* WHAT TO PRODUCE: Set down all of the data that follows, keeping every character.

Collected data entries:
--*--
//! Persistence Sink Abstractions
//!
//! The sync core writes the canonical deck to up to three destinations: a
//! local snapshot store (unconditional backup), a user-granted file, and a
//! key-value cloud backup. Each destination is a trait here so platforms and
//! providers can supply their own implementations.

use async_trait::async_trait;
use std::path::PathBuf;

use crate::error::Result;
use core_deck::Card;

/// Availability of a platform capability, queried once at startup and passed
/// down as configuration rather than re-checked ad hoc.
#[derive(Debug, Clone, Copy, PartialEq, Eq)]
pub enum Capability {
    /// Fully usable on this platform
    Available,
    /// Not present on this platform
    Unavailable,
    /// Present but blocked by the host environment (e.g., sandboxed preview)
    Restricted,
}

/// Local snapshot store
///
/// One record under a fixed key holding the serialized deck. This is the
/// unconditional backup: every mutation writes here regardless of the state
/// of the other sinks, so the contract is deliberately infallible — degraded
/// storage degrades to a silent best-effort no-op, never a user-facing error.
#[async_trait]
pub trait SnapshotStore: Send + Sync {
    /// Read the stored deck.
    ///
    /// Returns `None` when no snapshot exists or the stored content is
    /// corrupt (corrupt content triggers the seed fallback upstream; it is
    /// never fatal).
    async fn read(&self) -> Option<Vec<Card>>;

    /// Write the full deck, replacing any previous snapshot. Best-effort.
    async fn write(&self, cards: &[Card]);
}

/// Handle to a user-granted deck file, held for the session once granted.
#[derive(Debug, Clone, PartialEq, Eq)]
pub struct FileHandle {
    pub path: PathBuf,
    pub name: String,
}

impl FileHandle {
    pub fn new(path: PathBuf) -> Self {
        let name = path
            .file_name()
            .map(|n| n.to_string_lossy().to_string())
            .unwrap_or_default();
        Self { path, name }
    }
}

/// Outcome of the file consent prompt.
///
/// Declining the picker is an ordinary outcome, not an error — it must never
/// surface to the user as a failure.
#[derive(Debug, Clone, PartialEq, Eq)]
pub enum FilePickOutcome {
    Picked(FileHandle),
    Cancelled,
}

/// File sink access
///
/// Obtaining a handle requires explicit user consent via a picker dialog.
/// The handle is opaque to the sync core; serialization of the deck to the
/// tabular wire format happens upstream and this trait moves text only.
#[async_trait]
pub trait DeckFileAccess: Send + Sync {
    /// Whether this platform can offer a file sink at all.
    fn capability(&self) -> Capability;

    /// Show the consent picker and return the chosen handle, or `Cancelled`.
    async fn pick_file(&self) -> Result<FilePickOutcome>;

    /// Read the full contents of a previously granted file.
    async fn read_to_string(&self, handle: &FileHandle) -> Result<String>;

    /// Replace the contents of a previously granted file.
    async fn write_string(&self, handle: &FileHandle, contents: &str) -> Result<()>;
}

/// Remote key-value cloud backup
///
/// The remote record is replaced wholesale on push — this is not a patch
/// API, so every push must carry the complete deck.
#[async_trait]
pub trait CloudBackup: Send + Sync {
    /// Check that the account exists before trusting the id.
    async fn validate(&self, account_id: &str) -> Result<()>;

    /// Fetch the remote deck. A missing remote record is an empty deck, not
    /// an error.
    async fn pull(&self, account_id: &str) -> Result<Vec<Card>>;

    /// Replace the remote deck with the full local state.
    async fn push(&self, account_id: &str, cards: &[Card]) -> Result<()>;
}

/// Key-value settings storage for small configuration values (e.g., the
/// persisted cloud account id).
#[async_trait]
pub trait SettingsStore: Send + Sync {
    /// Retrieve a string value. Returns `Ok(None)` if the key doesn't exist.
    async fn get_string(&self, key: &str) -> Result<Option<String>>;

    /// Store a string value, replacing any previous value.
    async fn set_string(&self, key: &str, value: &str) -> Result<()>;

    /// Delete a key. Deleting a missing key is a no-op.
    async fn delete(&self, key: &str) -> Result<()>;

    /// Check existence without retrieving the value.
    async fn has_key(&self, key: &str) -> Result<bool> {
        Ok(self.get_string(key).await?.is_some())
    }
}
--*--
* SOLUTION TO THIS PROBLEM:
//! Persistence Sink Abstractions
//!
//! The sync core writes the canonical deck to up to three destinations: a
//! local snapshot store (unconditional backup), a user-granted file, and a
//! key-value cloud backup. Each destination is a trait here so platforms and
//! providers can supply their own implementations.

use async_trait::async_trait;
use std::path::PathBuf;

use crate::error::Result;
use core_deck::Card;

/// Availability of a platform capability, queried once at startup and passed
/// down as configuration rather than re-checked ad hoc.
#[derive(Debug, Clone, Copy, PartialEq, Eq)]
pub enum Capability {
    /// Fully usable on this platform
    Available,
    /// Not present on this platform
    Unavailable,
    /// Present but blocked by the host environment (e.g., sandboxed preview)
    Restricted,
}

/// Local snapshot store
///
/// One record under a fixed key holding the serialized deck. This is the
/// unconditional backup: every mutation writes here regardless of the state
/// of the other sinks, so the contract is deliberately infallible — degraded
/// storage degrades to a silent best-effort no-op, never a user-facing error.
#[async_trait]
pub trait SnapshotStore: Send + Sync {
    /// Read the stored deck.
    ///
    /// Returns `None` when no snapshot exists or the stored content is
    /// corrupt (corrupt content triggers the seed fallback upstream; it is
    /// never fatal).
    async fn read(&self) -> Option<Vec<Card>>;

    /// Write the full deck, replacing any previous snapshot. Best-effort.
    async fn write(&self, cards: &[Card]);
}

/// Handle to a user-granted deck file, held for the session once granted.
#[derive(Debug, Clone, PartialEq, Eq)]
pub struct FileHandle {
    pub path: PathBuf,
    pub name: String,
}

impl FileHandle {
    pub fn new(path: PathBuf) -> Self {
        let name = path
            .file_name()
            .map(|n| n.to_string_lossy().to_string())
            .unwrap_or_default();
        Self { path, name }
    }
}

/// Outcome of the file consent prompt.
///
/// Declining the picker is an ordinary outcome, not an error — it must never
/// surface to the user as a failure.
#[derive(Debug, Clone, PartialEq, Eq)]
pub enum FilePickOutcome {
    Picked(FileHandle),
    Cancelled,
}

/// File sink access
///
/// Obtaining a handle requires explicit user consent via a picker dialog.
/// The handle is opaque to the sync core; serialization of the deck to the
/// tabular wire format happens upstream and this trait moves text only.
#[async_trait]
pub trait DeckFileAccess: Send + Sync {
    /// Whether this platform can offer a file sink at all.
    fn capability(&self) -> Capability;

    /// Show the consent picker and return the chosen handle, or `Cancelled`.
    async fn pick_file(&self) -> Result<FilePickOutcome>;

    /// Read the full contents of a previously granted file.
    async fn read_to_string(&self, handle: &FileHandle) -> Result<String>;

    /// Replace the contents of a previously granted file.
    async fn write_string(&self, handle: &FileHandle, contents: &str) -> Result<()>;
}

/// Remote key-value cloud backup
///
/// The remote record is replaced wholesale on push — this is not a patch
/// API, so every push must carry the complete deck.
#[async_trait]
pub trait CloudBackup: Send + Sync {
    /// Check that the account exists before trusting the id.
    async fn validate(&self, account_id: &str) -> Result<()>;

    /// Fetch the remote deck. A missing remote record is an empty deck, not
    /// an error.
    async fn pull(&self, account_id: &str) -> Result<Vec<Card>>;

    /// Replace the remote deck with the full local state.
    async fn push(&self, account_id: &str, cards: &[Card]) -> Result<()>;
}

/// Key-value settings storage for small configuration values (e.g., the
/// persisted cloud account id).
#[async_trait]
pub trait SettingsStore: Send + Sync {
    /// Retrieve a string value. Returns `Ok(None)` if the key doesn't exist.
    async fn get_string(&self, key: &str) -> Result<Option<String>>;

    /// Store a string value, replacing any previous value.
    async fn set_string(&self, key: &str, value: &str) -> Result<()>;

    /// Delete a key. Deleting a missing key is a no-op.
    async fn delete(&self, key: &str) -> Result<()>;

    /// Check existence without retrieving the value.
    async fn has_key(&self, key: &str) -> Result<bool> {
        Ok(self.get_string(key).await?.is_some())
    }
}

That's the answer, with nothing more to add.